Para peserta sendiri berasal dari unsur Gugus Jaminan Mutu Fakultas, LPM, dan perwakilan dari prodi-prodi di UIN Jakarta. Total peserta berjumlah sekitar 40 orang. Hari pertama dimulai dengan materi tentang integrasi ilmu. Ahmad Shodiq, sebagai pemateri menyampaikan tentang pentingnya memahami problem ilmu pengetahuan yang terjadi sekarang. Menurut Shodiq, sejatinya semua ilmu berasal dari Alloh SWT, namun sejalan dengan perkembangan zaman terjadilah proses eskternalisasi, desakralisasi, dualisme dan disorientasi ilmu. Masih di hari pertama, Mamat Slamet menyampaikan bahwa diktis telah menentukan berbagai kebijakan yang terkait dengan kurikulum.

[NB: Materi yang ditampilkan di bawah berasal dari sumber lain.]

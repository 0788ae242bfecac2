use std::sync::Arc;

use vitalwatch_core::rules::AlertRules;
use vitalwatch_events::{AlertLifecycleManager, AlertPipeline, SubscriberRegistry};

use crate::config::ServerConfig;
use crate::ws::WsManager;

/// Shared application state available to all Axum handlers via `State<AppState>`.
///
/// This is cheaply cloneable (inner data is behind `Arc`).
#[derive(Clone)]
pub struct AppState {
    pub config: Arc<ServerConfig>,
    /// Who is listening for which patient's alerts.
    pub registry: Arc<SubscriberRegistry>,
    /// Alert table; acknowledgment and escalation.
    pub lifecycle: Arc<AlertLifecycleManager>,
    /// Vital readings in, alerts out.
    pub pipeline: Arc<AlertPipeline>,
    /// Open alert WebSockets (heartbeat and shutdown).
    pub ws_manager: Arc<WsManager>,
}

impl AppState {
    /// Construct every alert service from `config` and `rules`.
    pub fn new(config: ServerConfig, rules: AlertRules) -> Self {
        let registry = Arc::new(SubscriberRegistry::new());
        let lifecycle = Arc::new(AlertLifecycleManager::new(
            Arc::clone(&registry),
            config.lifecycle(),
        ));
        let pipeline = Arc::new(AlertPipeline::new(rules, Arc::clone(&lifecycle)));

        Self {
            config: Arc::new(config),
            registry,
            lifecycle,
            pipeline,
            ws_manager: Arc::new(WsManager::new()),
        }
    }
}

Pada hari kedua, Dadang Sukirman menjelaskan secara detail tentang upaya pengembangan kurikulum. Kurikulum itu sendiri menurut Dadang adalah Seperangkat rencana dan pengaturan mengenai capaian pembelajaran lulusan, bahan kajian, proses, dan penilaian yang digunakan sebagai pedoman penyelenggaraan program studi. Kurikulum ini harus menjadi pedoman utama dalam proses pembelajaran.

Pada Hari ketiga, Yaya Sunarya menjelaskan tentang teknik-teknik dalam melakukan evaluasi dan penilaian pembelajaran. Menurut Yaya, alat evaluasi yang baik harus memenuhi kriteria-kriteria sebagai berikut, yaitu; valid, reliabel, mampu membedakan, dan memiliki tingkat kesukaran yang seimbang.

Pada hari keempat, Didi Supriadi menyampaikan teknik-teknik dasar yang harus dimiliki oleh seorang pengajar. Keterampilan dasar tersebut diantaranya adalah Kemampuan membuka dan menutup pembelajaran, memberi penguatan, mengadakan variasi, menjelaskan, bertanya, memimpin diskusi kelompok kecil, mengelola kelas, dan mengajar kelompok kecil dan perorangan.